Then, between Christmas Eve and New Year's, came a new deluge of swattings. They hit nearly a hundred politicians and law enforcement officials in a brazen, coordinated campaign: US Homeland Security secretary Alejandro Mayorkas, Cybersecurity and Infrastructure Security Agency director Jen Easterly, Republican representative Marjorie Taylor Greene of Georgia, and Republican senator Rick Scott of Florida. One of the hoax calls, court documents would later say, caused a car accident that resulted in serious injuries.
But this time, the voice in the calls was not Torswats. Instead, according to US prosecutors, he orchestrated the operation, providing the targets' names, addresses and phone numbers to a 21-year-old and a 26-year-old from Serbia and Romania who allegedly organized and swatting was performed. scheme with Torswats lines fed to them.
It's a familiar script. “I shot my wife in the head with my AR-15,” said a man who identified himself as “James” in one such call, targeting the home of Georgia state senator John Albers. He told dispatchers that he caught his wife sleeping with another man and, after killing him, took the man hostage. “I'll get him out for $10,000 cash,” he added, threatening to detonate pipe bombs and blow up the house if his demands were not met.
Finally, Phillips called Dennis and told him that the FBI had plans to arrest Torswats. And they need Dennis' help.
According to the plan, the bureau will ask the teenage suspect's father to go to a local police station to retrieve the computers they seized. While the father was there, Phillips explained, Dennis should use his already aggrieved ex-wife and start another Telegram conversation with Torswats about beating his ex-wife. Then he must stop as long as possible to keep Torswats on his computer, logged into his accounts—so the police can come in and arrest him. Dennis, even though he was sick with Covid, agreed.
Instead, to his and the FBI's surprise, Torswats accompanied his father to the police station to retrieve his devices. The police quietly arrested him on the spot.
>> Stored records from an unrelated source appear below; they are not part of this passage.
//! Audio output backends.
//!
//! The engine talks to a single [`AudioOutput`] and only ever needs one clip
//! loaded at a time. Backends:
//!
//! - `NullOutput`: silent, never busy
//! - `MockOutput`: records calls and simulates clip length on the tokio clock
//! - `RodioOutput`: real device, behind the `rodio` feature

mod mock;
mod null;
#[cfg(feature = "rodio")]
mod rodio_output;

use std::fmt;
use std::path::Path;
use std::str::FromStr;

use serde::{Deserialize, Serialize};

use crate::error::{Result, XueError};

pub use mock::{AudioCall, CallLog, MockOutput};
pub use null::NullOutput;
#[cfg(feature = "rodio")]
pub use rodio_output::RodioOutput;

/// Capability the playback engine needs from an audio device.
///
/// Calls are made from the engine task only; implementations must not block
/// for longer than it takes to hand a command to the device.
pub trait AudioOutput: Send {
    /// Replace whatever is loaded with the clip at `path`. Does not start it.
    fn load(&mut self, path: &Path) -> Result<()>;

    /// Start the loaded clip
    fn play(&mut self) -> Result<()>;

    /// True while a clip is playing or paused mid-clip
    fn is_busy(&self) -> bool;

    fn pause(&mut self) -> Result<()>;

    fn resume(&mut self) -> Result<()>;

    /// Halt playback; the clip stays loaded
    fn stop(&mut self);

    /// Release the loaded clip so its file can be deleted
    fn unload(&mut self) {
        self.stop();
    }

    /// Short name for logs
    fn name(&self) -> &'static str;
}

impl<A: AudioOutput + ?Sized> AudioOutput for Box<A> {
    fn load(&mut self, path: &Path) -> Result<()> {
        (**self).load(path)
    }

    fn play(&mut self) -> Result<()> {
        (**self).play()
    }

    fn is_busy(&self) -> bool {
        (**self).is_busy()
    }

    fn pause(&mut self) -> Result<()> {
        (**self).pause()
    }

    fn resume(&mut self) -> Result<()> {
        (**self).resume()
    }

    fn stop(&mut self) {
        (**self).stop()
    }

    fn unload(&mut self) {
        (**self).unload()
    }

    fn name(&self) -> &'static str {
        (**self).name()
    }
}

/// Backend selector used by the application config
#[derive(Debug, Clone, Copy, PartialEq, Eq, Default, Serialize, Deserialize)]
#[serde(rename_all = "lowercase")]
pub enum AudioBackend {
    Silent,
    #[default]
    Rodio,
}

impl AudioBackend {
    /// Open the selected backend.
    ///
    /// Without the `rodio` feature, `Rodio` falls back to `NullOutput` with a
    /// warning so sessions still run (silently).
    pub fn open(&self) -> Result<Box<dyn AudioOutput>> {
        match self {
            Self::Silent => Ok(Box::new(NullOutput)),
            #[cfg(feature = "rodio")]
            Self::Rodio => Ok(Box::new(RodioOutput::open()?)),
            #[cfg(not(feature = "rodio"))]
            Self::Rodio => {
                log::warn!("Built without the rodio feature, using silent output");
                Ok(Box::new(NullOutput))
            }
        }
    }
}

impl fmt::Display for AudioBackend {
    fn fmt(&self, f: &mut fmt::Formatter<'_>) -> fmt::Result {
        match self {
            Self::Silent => f.write_str("silent"),
            Self::Rodio => f.write_str("rodio"),
        }
    }
}

impl FromStr for AudioBackend {
    type Err = XueError;

    fn from_str(s: &str) -> Result<Self> {
        match s.to_lowercase().as_str() {
            "silent" | "null" | "none" => Ok(Self::Silent),
            "rodio" => Ok(Self::Rodio),
            other => Err(XueError::PlaybackDevice(format!("unknown audio backend: {}", other))),
        }
    }
}

#[cfg(test)]
mod tests {
    use super::*;

    #[test]
    fn test_backend_parse() {
        assert_eq!("silent".parse::<AudioBackend>().unwrap(), AudioBackend::Silent);
        assert_eq!("none".parse::<AudioBackend>().unwrap(), AudioBackend::Silent);
        assert_eq!("Rodio".parse::<AudioBackend>().unwrap(), AudioBackend::Rodio);
        assert!("alsa".parse::<AudioBackend>().is_err());
    }

    #[test]
    fn test_silent_backend_opens() {
        let output = AudioBackend::Silent.open().unwrap();
        assert_eq!(output.name(), "null");
        assert!(!output.is_busy());
    }

    #[test]
    fn test_boxed_output_delegates() {
        let mock = MockOutput::new();
        let log = mock.call_log();
        let mut boxed: Box<dyn AudioOutput> = Box::new(mock);

        boxed.load(Path::new("clip.mp3")).unwrap();
        boxed.unload();

        assert_eq!(
            log.snapshot(),
            vec![AudioCall::Load("clip.mp3".into()), AudioCall::Unload]
        );
    }
}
Like his opponent finally imprisonedDennis was too sick to celebrate.
Both the FBI and the Justice Department declined WIRED's request for comment, which included questions about why it took the FBI so many months after learning Torswats' name—even after his home was searched—to arrest him.
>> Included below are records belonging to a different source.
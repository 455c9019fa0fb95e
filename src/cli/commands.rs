//! CLI command definitions using clap.
//!
//! Defines the main CLI structure and subcommands:
//! - play: run a practice session
//! - list: list learning objects
//! - show / flag: inspect or flag one container
//! - settings: show or change practice settings

use clap::{Parser, Subcommand};
use std::path::PathBuf;

use xue::domain::SessionMode;

/// Xue - spaced-practice flashcard player
#[derive(Parser, Debug)]
#[command(name = "xue")]
#[command(author, version, about, long_about = None)]
pub struct Cli {
    /// Optional config file path
    #[arg(short, long, global = true)]
    pub config: Option<PathBuf>,

    /// Verbose output
    #[arg(short, long, global = true)]
    pub verbose: bool,

    /// Subcommand to execute
    #[command(subcommand)]
    pub command: Option<Commands>,
}

impl Cli {
    /// Check if verbose mode is enabled
    pub fn is_verbose(&self) -> bool {
        self.verbose
    }
}

/// Main subcommands
#[derive(Subcommand, Debug)]
pub enum Commands {
    /// Start a practice session
    Play {
        /// Session mode (normal, chinese-first, pinyin, focused)
        #[arg(short, long, default_value = "normal")]
        mode: SessionMode,

        /// Directory of .xue containers (overrides config)
        #[arg(short, long)]
        dir: Option<PathBuf>,
    },

    /// List learning objects with their stats
    List {
        /// Show only flagged objects
        #[arg(short, long)]
        flagged: bool,

        /// Directory of .xue containers (overrides config)
        #[arg(short, long)]
        dir: Option<PathBuf>,
    },

    /// Show one container's metadata and entries
    Show {
        /// Path to a .xue container
        path: PathBuf,
    },

    /// Toggle the flag on one container
    Flag {
        /// Path to a .xue container
        path: PathBuf,
    },

    /// Show or change practice settings
    Settings {
        #[command(subcommand)]
        command: Option<SettingsCommands>,
    },
}

/// Settings subcommands
#[derive(Subcommand, Debug, Clone, PartialEq)]
pub enum SettingsCommands {
    /// Print current settings
    Show,

    /// Random -> Weighted -> Sequential
    CyclePicker,

    /// Add one second to the pinyin instruction delay (wraps past 20)
    BumpInstructionDelay,

    /// Add one second to the quiz interval (wraps past 59)
    BumpQuizInterval,

    /// Toggle native-script display
    ToggleNative,

    /// Set seconds of phase-one hold per native character
    SecondsPerChar {
        /// Positive number of seconds
        value: f64,
    },
}
//! Xue - a spaced-practice flashcard player
//!
//! Learning objects live in `.xue` zip containers holding a JSON metadata
//! record and audio clips. A session picks objects with a selection policy,
//! plays a two-phase prompt/answer sequence for each, and writes usage stats
//! back into the container.

pub mod audio;
pub mod coordination;
pub mod domain;
pub mod error;
pub mod runner;
pub mod scratch;
pub mod selection;
pub mod settings;
pub mod store;

pub use error::{Result, XueError};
Nearly two years into his investigation, Dennis finally learns the teenager's name: Alan Filion. He saw Filion's photos for the first time and mentally replaced the image of Dshocker's face with the actual alleged teenage swatter he was hunting. Like Dshocker, Filion is big. He has long and lank brown hair. In the photos, she wears a wide-eyed and innocent expression.
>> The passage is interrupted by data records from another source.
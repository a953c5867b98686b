use std::collections::BTreeMap;

use super::model::{CountryYear, Status};

/// Inclusive year window the time-series view restricts itself to.
pub const CHART_YEAR_RANGE: (i32, i32) = (1924, 2024);

/// Years offered by the map view's selector (decade steps).
pub const MAP_YEARS: [i32; 8] = [1950, 1960, 1970, 1980, 1990, 2000, 2010, 2020];

// ---------------------------------------------------------------------------
// Aggregate row types
// ---------------------------------------------------------------------------

#[derive(Debug, Clone, Copy, PartialEq, Eq)]
pub struct YearCount {
    pub year: i32,
    pub count: usize,
}

#[derive(Debug, Clone, Copy, PartialEq, Eq)]
pub struct StatusCount {
    pub status: Status,
    pub count: usize,
}

#[derive(Debug, Clone, Copy, PartialEq, Eq)]
pub struct TrendPoint {
    pub year: i32,
    pub status: Status,
    pub count: usize,
}

// ---------------------------------------------------------------------------
// Transforms – all pure functions over the joined rows
// ---------------------------------------------------------------------------

/// Rows for one year, original relative order preserved.
/// An empty result is a valid answer, not an error.
pub fn filter_by_year(records: &[CountryYear], year: i32) -> Vec<&CountryYear> {
    records.iter().filter(|r| r.year == year).collect()
}

/// Per-year count of countries that have not abolished the death penalty
/// (status code > 0), ascending by year. Years with no qualifying rows are
/// simply absent; there is no zero-fill.
pub fn count_non_abolished(records: &[CountryYear]) -> Vec<YearCount> {
    let mut by_year: BTreeMap<i32, usize> = BTreeMap::new();
    for r in records.iter().filter(|r| r.status.is_non_abolition()) {
        *by_year.entry(r.year).or_default() += 1;
    }
    by_year
        .into_iter()
        .map(|(year, count)| YearCount { year, count })
        .collect()
}

/// Distribution of status codes in the most recent year present in the data.
/// Returns the chosen year alongside the counts (ascending by status code,
/// absent statuses omitted). The year is always the dataset maximum, never a
/// UI selection; see the design notes on this.
pub fn status_distribution(records: &[CountryYear]) -> Option<(i32, Vec<StatusCount>)> {
    let latest = records.iter().map(|r| r.year).max()?;
    let mut by_status: BTreeMap<Status, usize> = BTreeMap::new();
    for r in records.iter().filter(|r| r.year == latest) {
        *by_status.entry(r.status).or_default() += 1;
    }
    let counts = by_status
        .into_iter()
        .map(|(status, count)| StatusCount { status, count })
        .collect();
    Some((latest, counts))
}

/// Count of countries per (year, status) pair over the full year range,
/// ascending by year then status code.
pub fn status_trend(records: &[CountryYear]) -> Vec<TrendPoint> {
    let mut by_pair: BTreeMap<(i32, Status), usize> = BTreeMap::new();
    for r in records {
        *by_pair.entry((r.year, r.status)).or_default() += 1;
    }
    by_pair
        .into_iter()
        .map(|((year, status), count)| TrendPoint {
            year,
            status,
            count,
        })
        .collect()
}

#[cfg(test)]
mod tests {
    use super::*;

    fn row(year: i32, code: i64) -> CountryYear {
        CountryYear {
            cow_code: 100 + code,
            year,
            status: Status::from_code(code).unwrap(),
            country: format!("country-{code}"),
            iso3: Some(format!("C{code:02}")),
        }
    }

    /// The worked example: two non-abolition rows and one abolished row
    /// in the year 2000.
    fn example() -> Vec<CountryYear> {
        vec![row(2000, 1), row(2000, 1), row(2000, 0)]
    }

    #[test]
    fn filter_by_year_preserves_order_and_membership() {
        let records = vec![row(1990, 0), row(2000, 4), row(1990, 3), row(2010, 2)];
        let hits = filter_by_year(&records, 1990);
        assert_eq!(hits.len(), 2);
        assert!(hits.iter().all(|r| r.year == 1990));
        assert_eq!(hits[0].status, Status::Abolished);
        assert_eq!(hits[1].status, Status::AbolishedInPractice);

        assert!(filter_by_year(&records, 1850).is_empty());
    }

    #[test]
    fn count_non_abolished_excludes_code_zero() {
        let counts = count_non_abolished(&example());
        assert_eq!(counts, vec![YearCount { year: 2000, count: 2 }]);
    }

    #[test]
    fn count_non_abolished_omits_all_abolished_years() {
        let records = vec![row(1990, 0), row(1990, 0), row(2000, 4)];
        let counts = count_non_abolished(&records);
        // 1990 has only code-0 rows, so no pair for it at all.
        assert_eq!(counts, vec![YearCount { year: 2000, count: 1 }]);
    }

    #[test]
    fn count_non_abolished_orders_ascending_by_year() {
        let records = vec![row(2010, 4), row(1950, 4), row(1980, 3)];
        let years: Vec<i32> = count_non_abolished(&records).iter().map(|c| c.year).collect();
        assert_eq!(years, vec![1950, 1980, 2010]);
    }

    #[test]
    fn distribution_uses_latest_year_and_sums_to_year_total() {
        let mut records = example();
        records.push(row(1995, 4)); // older year, must be ignored
        let (year, counts) = status_distribution(&records).unwrap();
        assert_eq!(year, 2000);
        assert_eq!(
            counts,
            vec![
                StatusCount { status: Status::Abolished, count: 1 },
                StatusCount { status: Status::AbolishedOrdinaryCrimes, count: 2 },
            ]
        );
        let total: usize = counts.iter().map(|c| c.count).sum();
        assert_eq!(total, 3);
    }

    #[test]
    fn distribution_of_empty_input_is_none() {
        assert_eq!(status_distribution(&[]), None);
    }

    #[test]
    fn trend_matches_worked_example() {
        let points = status_trend(&example());
        assert_eq!(
            points,
            vec![
                TrendPoint { year: 2000, status: Status::Abolished, count: 1 },
                TrendPoint { year: 2000, status: Status::AbolishedOrdinaryCrimes, count: 2 },
            ]
        );
    }

    #[test]
    fn trend_counts_sum_to_record_count() {
        let records = vec![
            row(1990, 0),
            row(1990, 4),
            row(2000, 4),
            row(2000, 4),
            row(2010, 3),
        ];
        let points = status_trend(&records);
        let total: usize = points.iter().map(|p| p.count).sum();
        assert_eq!(total, records.len());

        // Ordered by year, then status code within a year.
        let keys: Vec<(i32, u8)> = points.iter().map(|p| (p.year, p.status.code())).collect();
        let mut sorted = keys.clone();
        sorted.sort_unstable();
        assert_eq!(keys, sorted);
    }
}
At the time of his arrest, Filion was 17 years old. When Dennis' case began, Filion was only 15 years old.
Filion fits the profile of many online offenders. He, like Dennis, seems to have grown up online, seeking community in niche forums rather than the physical world. His high school years were defined by the isolation of pandemic lockdowns. According to Lancaster's Antelope Valley community college, Filion began working on a math degree in the fall of 2022 after graduating high school early. But one Antelope Valley professor barely remembers him. One person who knew him said he was quiet and “forgetful,” with few friends.
A person who claimed to be a friend of Filion said he was part of a group aimed at inciting racial violence and that he was looking for money to “buy weapons and do mass shootings.” An anonymous tip, submitted to the FBI's Internet Crime Complaint Center and obtained by WIRED, revealed that the individual behind the Torswats account was involved with a neo-Nazi cult known as the Order of Nine Angles. The tipster said he believes Torswats' actions are contributing to the “end of days” by “bleeding the system financially and man-time.”